In September 1995, Stephen Allott joined as Commercial Director reporting to Chris Dawes, (Founder and chairman). Allott joined from McKinsey & Company following Sun Microsystems’ suggestion. At this point the company employed some 50 people in total of which 8 were in the Netcool team. Netcool was worth about $10 million at this point on 1995 revenues of $1 million. The VAR division employed 42 people with gross revenues of $13 million.

Allott was appointed as managing director by the Dawes family. He developed and executed the internet growth strategy for the company and the growth strategy for Netcool, selling the VAR division in 1997 to focus on Netcool. The company incorporated Micromuse Inc. as a US holding company with offices in San Francisco (HQ), New York and Dallas.

Allott, now SVP Finance, led the NASDAQ IPO process culminating in the listing on 14 February 1998.

In October 1998, the company announced that Allott, the Chief Financial Officer of the company, was named president and appointed a Director of the Company and that Christopher J. Dawes had resigned as a Director. Allott took over leadership.

In March 1999, Allott led the recruitment of Greg Brown who joined as chairman and CEO. From then, Allott as president, CFO and a main board director reported to Greg.
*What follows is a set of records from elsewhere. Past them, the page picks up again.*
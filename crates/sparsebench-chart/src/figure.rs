// Dweve Sparsebench - SpMV Benchmark Analytics
//
// Copyright (c) 2025 Dweve IP B.V. and individual contributors.
//
// SPDX-License-Identifier: Apache-2.0
//
// Licensed under the Apache License, Version 2.0 (the "License");
// you may not use this file except in compliance with the License.
// You may obtain a copy of the License in the LICENSE file at the
// root of this repository or at: http://www.apache.org/licenses/LICENSE-2.0
//
// Unless required by applicable law or agreed to in writing, software
// distributed under the License is distributed on an "AS IS" BASIS,
// WITHOUT WARRANTIES OR CONDITIONS OF ANY KIND, either express or implied.
// See the License for the specific language governing permissions and
// limitations under the License.

//! Declarative figure model.
//!
//! A [`Figure`] is a titled grid of [`Cell`]s; each cell binds one x-axis to
//! one or two independently scaled y-axes and holds the series and
//! horizontal reference lines drawn in it. The model is validated before
//! any backend is touched, so a bad figure never leaves a half-written
//! artifact behind.

use crate::error::{ChartError, Result};
use crate::style::SeriesStyle;

/// Scale of one axis.
#[derive(Debug, Clone, Copy, PartialEq, Eq)]
pub enum AxisScale {
    /// Plain linear axis.
    Linear,
    /// Logarithmic axis in powers of two, with fixed tick positions.
    Log2,
    /// Logarithmic axis in powers of ten.
    Log10,
}

/// One axis: label, scale, and optional fixed tick positions.
///
/// When ticks are fixed, the rendered tick positions are exactly the given
/// values, never auto-generated, and every series in the cell must have
/// exactly one point per tick.
#[derive(Debug, Clone, PartialEq)]
pub struct Axis {
    /// Axis description label.
    pub label: String,
    /// Axis scale.
    pub scale: AxisScale,
    /// Fixed tick positions, if any.
    pub ticks: Option<Vec<f64>>,
}

impl Axis {
    /// A linear axis with auto-generated ticks.
    pub fn linear(label: impl Into<String>) -> Self {
        Self {
            label: label.into(),
            scale: AxisScale::Linear,
            ticks: None,
        }
    }

    /// A log₂ axis with ticks exactly at the given process counts.
    pub fn log2(label: impl Into<String>, ticks: &[u32]) -> Self {
        Self {
            label: label.into(),
            scale: AxisScale::Log2,
            ticks: Some(ticks.iter().map(|&t| f64::from(t)).collect()),
        }
    }

    /// A log₁₀ axis with auto-generated ticks.
    pub fn log10(label: impl Into<String>) -> Self {
        Self {
            label: label.into(),
            scale: AxisScale::Log10,
            ticks: None,
        }
    }
}

/// How a series is drawn.
#[derive(Debug, Clone, Copy, PartialEq, Eq)]
pub enum SeriesKind {
    /// Connected line with optional markers.
    Line,
    /// Vertical bars from the zero baseline.
    Bars,
}

/// Which y-axis a series is bound to.
#[derive(Debug, Clone, Copy, PartialEq, Eq)]
pub enum YSide {
    /// The primary (left) y-axis.
    Left,
    /// The secondary (right) y-axis.
    Right,
}

/// One named data series inside a cell.
#[derive(Debug, Clone, PartialEq)]
pub struct Series {
    /// Legend label.
    pub label: String,
    /// Data points in x order.
    pub points: Vec<(f64, f64)>,
    /// Visual identity.
    pub style: SeriesStyle,
    /// Line or bars.
    pub kind: SeriesKind,
    /// Axis binding.
    pub side: YSide,
}

impl Series {
    /// A line series on the primary y-axis.
    pub fn line(label: impl Into<String>, points: Vec<(f64, f64)>, style: SeriesStyle) -> Self {
        Self {
            label: label.into(),
            points,
            style,
            kind: SeriesKind::Line,
            side: YSide::Left,
        }
    }

    /// A bar series on the primary y-axis.
    pub fn bars(label: impl Into<String>, points: Vec<(f64, f64)>, style: SeriesStyle) -> Self {
        Self {
            label: label.into(),
            points,
            style,
            kind: SeriesKind::Bars,
            side: YSide::Left,
        }
    }

    /// Rebinds the series to the secondary y-axis.
    pub fn on_secondary(mut self) -> Self {
        self.side = YSide::Right;
        self
    }
}

/// A horizontal reference line (mean, percentile, fixed threshold).
#[derive(Debug, Clone, PartialEq)]
pub struct RefLine {
    /// Legend label.
    pub label: String,
    /// Y value the line is drawn at.
    pub value: f64,
    /// Visual identity (typically dashed).
    pub style: SeriesStyle,
}

impl RefLine {
    /// Creates a reference line.
    pub fn new(label: impl Into<String>, value: f64, style: SeriesStyle) -> Self {
        Self {
            label: label.into(),
            value,
            style,
        }
    }
}

/// One chart cell: an x-axis, one or two y-axes, series, reference lines.
#[derive(Debug, Clone, PartialEq)]
pub struct Cell {
    /// Cell title.
    pub title: String,
    /// Shared x-axis.
    pub x: Axis,
    /// Primary y-axis.
    pub y: Axis,
    /// Secondary y-axis, when the cell overlays two scales.
    pub y2: Option<Axis>,
    /// Data series in legend order.
    pub series: Vec<Series>,
    /// Horizontal reference lines.
    pub ref_lines: Vec<RefLine>,
}

impl Cell {
    /// Creates an empty cell.
    pub fn new(title: impl Into<String>, x: Axis, y: Axis) -> Self {
        Self {
            title: title.into(),
            x,
            y,
            y2: None,
            series: Vec::new(),
            ref_lines: Vec::new(),
        }
    }

    /// Binds a secondary y-axis to the cell's shared x-axis.
    pub fn with_secondary_axis(mut self, axis: Axis) -> Self {
        self.y2 = Some(axis);
        self
    }

    /// Appends a series.
    pub fn with_series(mut self, series: Series) -> Self {
        self.series.push(series);
        self
    }

    /// Appends a reference line.
    pub fn with_ref_line(mut self, line: RefLine) -> Self {
        self.ref_lines.push(line);
        self
    }
}

/// A complete figure: a titled fixed grid of cells.
#[derive(Debug, Clone, PartialEq)]
pub struct Figure {
    /// Figure title, empty for none.
    pub title: String,
    /// Number of grid columns.
    pub cols: usize,
    /// Output pixel size.
    pub size: (u32, u32),
    /// Cells in row-major order.
    pub cells: Vec<Cell>,
}

impl Figure {
    /// Creates an empty single-column figure at the default size.
    pub fn new(title: impl Into<String>) -> Self {
        Self {
            title: title.into(),
            cols: 1,
            size: (900, 540),
            cells: Vec::new(),
        }
    }

    /// Sets the grid column count.
    pub fn with_columns(mut self, cols: usize) -> Self {
        self.cols = cols.max(1);
        self
    }

    /// Sets the output pixel size.
    pub fn with_size(mut self, width: u32, height: u32) -> Self {
        self.size = (width, height);
        self
    }

    /// Appends a cell.
    pub fn with_cell(mut self, cell: Cell) -> Self {
        self.cells.push(cell);
        self
    }

    /// Number of grid rows for the current cell count.
    pub fn rows(&self) -> usize {
        (self.cells.len() + self.cols - 1) / self.cols
    }

    /// Checks the figure invariants without touching any backend.
    ///
    /// # Errors
    ///
    /// Returns [`ChartError::EmptyPlot`] if no cell holds a series, and
    /// [`ChartError::AxisMismatch`] if a cell has fixed x ticks and any of
    /// its series does not have exactly one point per tick.
    pub fn validate(&self) -> Result<()> {
        if self.cells.iter().all(|c| c.series.is_empty()) {
            return Err(ChartError::EmptyPlot {
                title: self.title.clone(),
            });
        }

        for cell in &self.cells {
            if let Some(ticks) = &cell.x.ticks {
                for series in &cell.series {
                    if series.points.len() != ticks.len() {
                        return Err(ChartError::AxisMismatch {
                            label: series.label.clone(),
                            len: series.points.len(),
                            expected: ticks.len(),
                        });
                    }
                }
            }
        }

        Ok(())
    }
}

#[cfg(test)]
mod tests {
    use super::*;
    use crate::style::{SeriesStyle, BLUE};

    fn line(label: &str, n: usize) -> Series {
        let points = (0..n).map(|i| (i as f64, i as f64)).collect();
        Series::line(label, points, SeriesStyle::solid(BLUE))
    }

    #[test]
    fn test_empty_figure_fails_validation() {
        let figure = Figure::new("empty");
        let err = figure.validate().unwrap_err();
        assert_eq!(
            err,
            ChartError::EmptyPlot {
                title: "empty".to_string()
            }
        );
    }

    #[test]
    fn test_cell_without_series_fails_validation() {
        let figure = Figure::new("empty").with_cell(Cell::new(
            "c",
            Axis::linear("Run #"),
            Axis::linear("Time (ms)"),
        ));
        assert!(matches!(
            figure.validate(),
            Err(ChartError::EmptyPlot { .. })
        ));
    }

    #[test]
    fn test_axis_mismatch_detected() {
        let cell = Cell::new(
            "Speedup",
            Axis::log2("Number of Processes", &[1, 2, 4, 8, 16, 32]),
            Axis::linear("Speedup"),
        )
        .with_series(line("cage14", 5));
        let figure = Figure::new("scaling").with_cell(cell);

        let err = figure.validate().unwrap_err();
        assert_eq!(
            err,
            ChartError::AxisMismatch {
                label: "cage14".to_string(),
                len: 5,
                expected: 6,
            }
        );
    }

    #[test]
    fn test_matching_series_validates() {
        let cell = Cell::new(
            "Speedup",
            Axis::log2("Number of Processes", &[1, 2, 4, 8, 16, 32]),
            Axis::linear("Speedup"),
        )
        .with_series(line("cage14", 6));
        let figure = Figure::new("scaling").with_cell(cell);
        assert!(figure.validate().is_ok());
    }

    #[test]
    fn test_linear_axis_has_no_tick_constraint() {
        let cell = Cell::new("Raw", Axis::linear("Run #"), Axis::linear("Time (ms)"))
            .with_series(line("COO", 3))
            .with_series(line("CSR", 17));
        let figure = Figure::new("compare").with_cell(cell);
        assert!(figure.validate().is_ok());
    }

    #[test]
    fn test_log2_axis_ticks_are_literal() {
        let axis = Axis::log2("P", &[1, 2, 4, 8, 16, 32]);
        assert_eq!(
            axis.ticks.unwrap(),
            vec![1.0, 2.0, 4.0, 8.0, 16.0, 32.0]
        );
    }

    #[test]
    fn test_grid_rows() {
        let mut figure = Figure::new("grid").with_columns(2);
        for i in 0..6 {
            figure = figure.with_cell(
                Cell::new(
                    format!("cell {}", i),
                    Axis::linear("x"),
                    Axis::linear("y"),
                )
                .with_series(line("s", 2)),
            );
        }
        assert_eq!(figure.rows(), 3);
    }
}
Under their leadership, Micromuse achieved its peak valuation of $7.8 billion in December 2000 (inflation adjusted to $15.2 billion in 2026).

In 2001, Allott was appointed as a Venture Partner of Fidelity (London) and was appointed as chairman of Jacobs Rimell Ltd (London) and stepped down from all his positions at Micromuse.

In 2002, Greg Brown was replaced by Lloyd Carney.

In June 2002, Micromuse entered into an agreement to purchase rival firm RiverSoft for £43 million. RiverSoft was founded by Phil Tee after he left Micromuse in 1996.

In December 2002, the company chairman and chief executive officer Greg Brown announced his resignation, and his move to become executive vice president of Motorola. Brown had worked for Micromuse since 1999.

In July 2003, Lloyd Carney was named CEO and chairman of the board, replacing Mike Luetkemeyer who was the interim CEO.

In July 2005, Micromuse announced an agreement to acquire GuardedNet Inc, a computer security company based in Atlanta, for $16.2 million in cash.

Dawes had died when his McLaren F1 car crashed in Essex, in 1999.

In December 2005, IBM entered into an agreement to acquire Micromuse for approximately $865 million in cash.

== Record Valuation ==
Micromuse is the most valuable organically grown UK-origin software company in history, achieving a peak valuation of $7.8 billion in late 2000. Adjusted for UK inflation this is $15.2 billion in 2026 according to the Bank of England. This is based upon a peak share value of $106.22 on 31 December 2000 with 73,760,749 shares. Forbes indicated a valuation of $5.4 billion in the second quarter of 2000.